LINDSEY BUCKINGHAM AND CHRISTINE MCVIE
Lindsey Buckingham Christine McVie (Warner)
It would be rather grand to report that this album from the sometimes overlooked genius of Fleetwood Mac and a very talented former bandmate (that would be, respectively, Christine McVie and Lindsey Buckingham, despite what the never knowingly modest Mr B might have to say) is great. Or even really good.
Ms McVie’s return to the band’s live shows in recent years was warmly greeted, not least by Buckingham and Stevie Nicks who each now had an on-stage foil they could bear to look at.
That her voice wasn’t what it once was didn’t matter that much as neither was anyone else’s, extra singers were on hand to bulk out those once-sublime harmonies, Mick Fleetwood was still playing that long drum solo so rest could be had, and in any case we could finally hear You Make Loving Fun, Songbird etc. And that was an unequivocal win.
Some of that fan warmth will carry over to this album, the first time the two have worked as a unit away from the band. A project pointedly not called Buckingham McVie, presumably so as not to carry direct echoes of the 1973/pre Fleetwood Mac (far superior) duo album,Buckingham Nicks.

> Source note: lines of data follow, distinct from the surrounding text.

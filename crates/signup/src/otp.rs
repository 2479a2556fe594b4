//! Verification code generation.
//!
//! Codes are six ASCII digits drawn uniformly from `000000..=999999` using
//! the thread-local CSPRNG. The [`CodeGenerator`] seam exists so tests can
//! drive the workflow with predictable codes.

use easyprep_storage::{OTP_SPACE, OtpCode};
use rand::Rng;

/// Source of fresh verification codes.
pub trait CodeGenerator: Send + Sync {
    /// Returns a new code.
    fn generate(&self) -> OtpCode;
}

/// [`CodeGenerator`] backed by [`rand::rng`].
#[derive(Debug, Clone, Copy, Default)]
pub struct RandomCodeGenerator;

impl CodeGenerator for RandomCodeGenerator {
    fn generate(&self) -> OtpCode {
        generate_code()
    }
}

/// Generates a uniformly random six-digit code.
///
/// # Example
///
/// ```
/// let code = easyprep_signup::generate_code();
/// assert_eq!(code.as_str().len(), 6);
/// assert!(code.as_str().bytes().all(|b| b.is_ascii_digit()));
/// ```
#[must_use]
pub fn generate_code() -> OtpCode {
    OtpCode::from_number(rand::rng().random_range(0..OTP_SPACE))
}

/// Draws attempts made before [`replacement_code`] falls back to the
/// successor of the previous code.
const MAX_REPLACEMENT_DRAWS: usize = 8;

/// Returns a code from `codes` that differs from `previous`.
///
/// A generator that keeps repeating `previous` is given
/// [`MAX_REPLACEMENT_DRAWS`] tries, after which `previous.successor()` is
/// used.
#[must_use]
pub fn replacement_code(codes: &dyn CodeGenerator, previous: &OtpCode) -> OtpCode {
    std::iter::repeat_with(|| codes.generate())
        .take(MAX_REPLACEMENT_DRAWS)
        .find(|code| code != previous)
        .unwrap_or_else(|| previous.successor())
}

Fan warmth though can only go so far and there’s little here to elicit more than a “that’s nice” response. As in that’s nice that Lay Down For Free has a chorus with lush-toned bank of voices and Love Is Here To Stay features pretty guitar picking. That’s nice that the piano ballad Game Of Pretend looks like going deep, before an oversweetened/infantilised chorus undercuts andFeel About You has Paul McCartney-like jauntiness and willingness to tiptoe on the cheesiness line.
And that that’s nice that Too Far Gone has some sorta/kinda nod to Tusk drums and Carnival Began takes a slightly snaky guitar line, and later a good but generic solo, on a walk with an attractive vocal melody.
Nice isn’t going to cut it though. There’s nothing terrible here but nothing that demands or holds your attention, and not a single song comes even close to matching material from the moderately good last hurrah of the “classic” lineup, 1987’s Tango In The Night which has been resurrected and reissued this year.
As for matching those pop standards which made their names in 1975-1980? Well, that’s not exactly a fair standard against which to be held.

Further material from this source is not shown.